Allman Brothers Band: Fillmore West 1971
Author: Jon Newey
View record and artist detailsRecord and Artist Details
Musicians: |
Berry Oakley (b) |
Label: |
Allman Brothers Band Recording |
Magazine Review Date: |
November/2019 |
Media Format: |
4CD |
RecordDate: |
29-31 January 1971 |
Perched loftily at No. 2 in Rolling Stone magazine's 50 Greatest Live Albums of All Time (No. 1 is James Brown Live at The Apollo, with John Coltrane at No. 15 with Live at The Village Vanguard – make of that what you will, Bill), and part of the permanent collection of the Library of Congress, the Allman Brothers Band's 1971 double set, Live At Fillmore East, is an extraordinary edge-of-the-seat roller-coaster ride through cranked-up earthy blues standards and three lengthy mind-melt jazz-rock instrumental improvisations, ‘In Memory of Elizabeth Reed’, ‘Hot ‘Lanta’ and the colossal 11/8 ‘Whipping Post’. The greatly expanded box set of these concerts, released in 2014, (reviewed Jazzwise 189 ) deepened further their sonic adventures with multiple takes on their expansive improvisations, including a guest saxophonist.

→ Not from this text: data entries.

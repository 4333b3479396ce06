use super::{
    adapter::{param_or_zeros, DeformOutput, DeformationModel, PoseParams},
    context::{stack_frames, ExecutionContext},
};
use crate::common::{
    error::{GrabError, GrabResult},
    types::ModelKind,
};
use grab_utils::numerical::batch_rodrigues;
use ndarray as nd;
use ndarray::prelude::*;

/// A rigid mesh moved by a rotation and a translation per frame. Vertices are
/// row vectors, each frame computes ``v · R + t``.
#[derive(Debug, Clone)]
pub struct RigidObject {
    verts_template: nd::Array2<f32>,
}

impl RigidObject {
    pub fn new(verts_template: nd::Array2<f32>) -> Self {
        Self { verts_template }
    }
}

impl DeformationModel for RigidObject {
    fn kind(&self) -> ModelKind {
        ModelKind::Object
    }

    fn forward(&self, ctx: &ExecutionContext, params: &PoseParams, batch_size: usize) -> GrabResult<DeformOutput> {
        for name in ["global_orient", "transl"] {
            if let Some(p) = params.get(name) {
                if p.dim() != (batch_size, 3) {
                    return Err(GrabError::invalid_params("object", format!("{name} has shape {:?}, expected [{batch_size}, 3]", p.shape())));
                }
            }
        }
        let rot_mats = batch_rodrigues(&param_or_zeros(params, "global_orient", batch_size, 3));
        let transl = param_or_zeros(params, "transl", batch_size, 3);
        let frames = ctx.map_frames(batch_size, |t| {
            let mut verts = self.verts_template.dot(&rot_mats.slice(s![t, .., ..]));
            verts += &transl.row(t);
            verts
        });
        Ok(DeformOutput {
            vertices: stack_frames(&frames),
            joints: None,
        })
    }
}

#[cfg(test)]
mod tests {
    use super::*;
    use approx::assert_relative_eq;

    #[test]
    fn rotates_rows_and_translates() {
        let object = RigidObject::new(array![[1.0_f32, 0.0, 0.0], [0.0, 1.0, 0.0]]);
        let mut params = PoseParams::new();
        params.insert("global_orient".into(), array![[0.0_f32, 0.0, 0.0], [0.0, 0.0, std::f32::consts::FRAC_PI_2]]);
        params.insert("transl".into(), array![[0.0_f32, 0.0, 0.0], [0.0, 0.0, 1.0]]);
        let out = object.forward(&ExecutionContext::sequential(), &params, 2).unwrap();
        assert!(out.joints.is_none());
        assert_relative_eq!(out.vertices.slice(s![0, .., ..]).to_owned(), array![[1.0_f32, 0.0, 0.0], [0.0, 1.0, 0.0]], epsilon = 1e-6);
        //row vector times R is the transposed rotation
        assert_relative_eq!(out.vertices.slice(s![1, .., ..]).to_owned(), array![[0.0_f32, -1.0, 1.0], [1.0, 0.0, 1.0]], epsilon = 1e-5);
    }

    #[test]
    fn rejects_bad_orientation_shape() {
        let object = RigidObject::new(nd::Array2::zeros((4, 3)));
        let mut params = PoseParams::new();
        params.insert("global_orient".into(), nd::Array2::zeros((3, 4)));
        assert!(object.forward(&ExecutionContext::sequential(), &params, 3).is_err());
    }
}
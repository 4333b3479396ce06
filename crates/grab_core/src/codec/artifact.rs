use crate::common::{
    error::{GrabError, GrabResult},
    types::OutputKind,
};
use grab_utils::io::NpyArray;
use log::debug;
use ndarray as nd;
use ndarray_npy::NpzWriter;
use std::path::Path;

/// All arrays of one output kind for one sequence, written in a single step
#[derive(Debug, Clone, PartialEq)]
pub struct ArtifactBundle {
    pub kind: OutputKind,
    pub n_frames: usize,
    arrays: Vec<(String, NpyArray)>,
}

/// Broadcasts a text to [T, len] bytes
pub fn broadcast_text(text: &str, n_frames: usize) -> nd::Array2<u8> {
    let bytes = text.as_bytes();
    nd::Array2::from_shape_fn((n_frames, bytes.len()), |(_, i)| bytes[i])
}

impl ArtifactBundle {
    pub fn new(kind: OutputKind, n_frames: usize) -> Self {
        Self {
            kind,
            n_frames,
            arrays: Vec::new(),
        }
    }

    /// Adds an array, its first axis has to be the frame axis
    pub fn push(&mut self, name: &str, array: impl Into<NpyArray>) -> GrabResult<()> {
        let array = array.into();
        if array.shape().is_empty() || array.leading_dim() != self.n_frames {
            return Err(GrabError::invalid_params(
                "artifact",
                format!("`{name}` of the {} product has shape {:?}, expected {} frames", self.kind, array.shape(), self.n_frames),
            ));
        }
        self.arrays.push((name.to_string(), array));
        Ok(())
    }

    pub fn with(mut self, name: &str, array: impl Into<NpyArray>) -> GrabResult<Self> {
        self.push(name, array)?;
        Ok(self)
    }

    pub fn names(&self) -> impl Iterator<Item = &str> {
        self.arrays.iter().map(|(n, _)| n.as_str())
    }

    pub fn get(&self, name: &str) -> Option<&NpyArray> {
        self.arrays.iter().find(|(n, _)| n == name).map(|(_, a)| a)
    }

    pub fn len(&self) -> usize {
        self.arrays.len()
    }

    pub fn is_empty(&self) -> bool {
        self.arrays.is_empty()
    }

    /// Writes the bundle as a compressed npz. The archive is assembled in a
    /// hidden sibling file and renamed over ``path``, readers never see a
    /// partial file.
    pub fn save(&self, path: &Path) -> GrabResult<()> {
        let persist = |reason: String| GrabError::Persistence {
            path: path.to_path_buf(),
            reason,
        };
        let parent = path.parent().ok_or_else(|| persist("path has no parent directory".to_string()))?;
        std::fs::create_dir_all(parent).map_err(|e| persist(e.to_string()))?;
        let mut tmp = tempfile::Builder::new()
            .prefix(".")
            .suffix(".part")
            .tempfile_in(parent)
            .map_err(|e| persist(e.to_string()))?;
        {
            let mut npz = NpzWriter::new_compressed(tmp.as_file_mut());
            for (name, array) in &self.arrays {
                array.write(&mut npz, name).map_err(|e| persist(e.to_string()))?;
            }
            npz.finish().map_err(|e| persist(e.to_string()))?;
        }
        tmp.as_file().sync_all().map_err(|e| persist(e.to_string()))?;
        tmp.persist(path).map_err(|e| persist(e.error.to_string()))?;
        debug!("wrote {} arrays to {}", self.arrays.len(), path.display());
        Ok(())
    }
}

And now comes this latest archive find, recorded live six weeks prior at sister venue, San Francisco's iconic Fillmore West. Tracked over their three-night stay, this quality soundboard recording is a work in progress towards the peaks of the Fillmore East album, with a set list that on paper changes little but on the stand pushes out down new pathways each night. Duane Allman's highly-charged Coltrane and Clapton influenced guitar explorations, brother Greg's Jack McDuff fuelled Hammond B3 grease, Bett's blues/latin fret fire, Oakley's probing, contrapuntal bass and the polyrhythmic jazz thrust and swing of their two drummers never fails to grab attention immediately. Willie Cobb's evergreen blues, ‘You Don't Love Me’, is stretched into a broader canvas of high pressure guitar trade-offs and chugging Hammond while ‘Dreams’ makes two rare appearances, each showcasing Duane's thick, creamy Gibson Les Paul tone and edgy bottleneck textures. But it's the three aforementioned instrumental pieces that form the bedrock here, and you get three versions each of ‘Elizabeth Reed’ and Whipping Post’ and one of ‘Hot Lanta’ from the final night. Each improvisation strives to better the previous one, with order of solos switched about and the dynamic increasingly ramped-up until the last show where the band burst through into a new level of power and intensity, each solo building from dark ruminative moods to blistering peaks.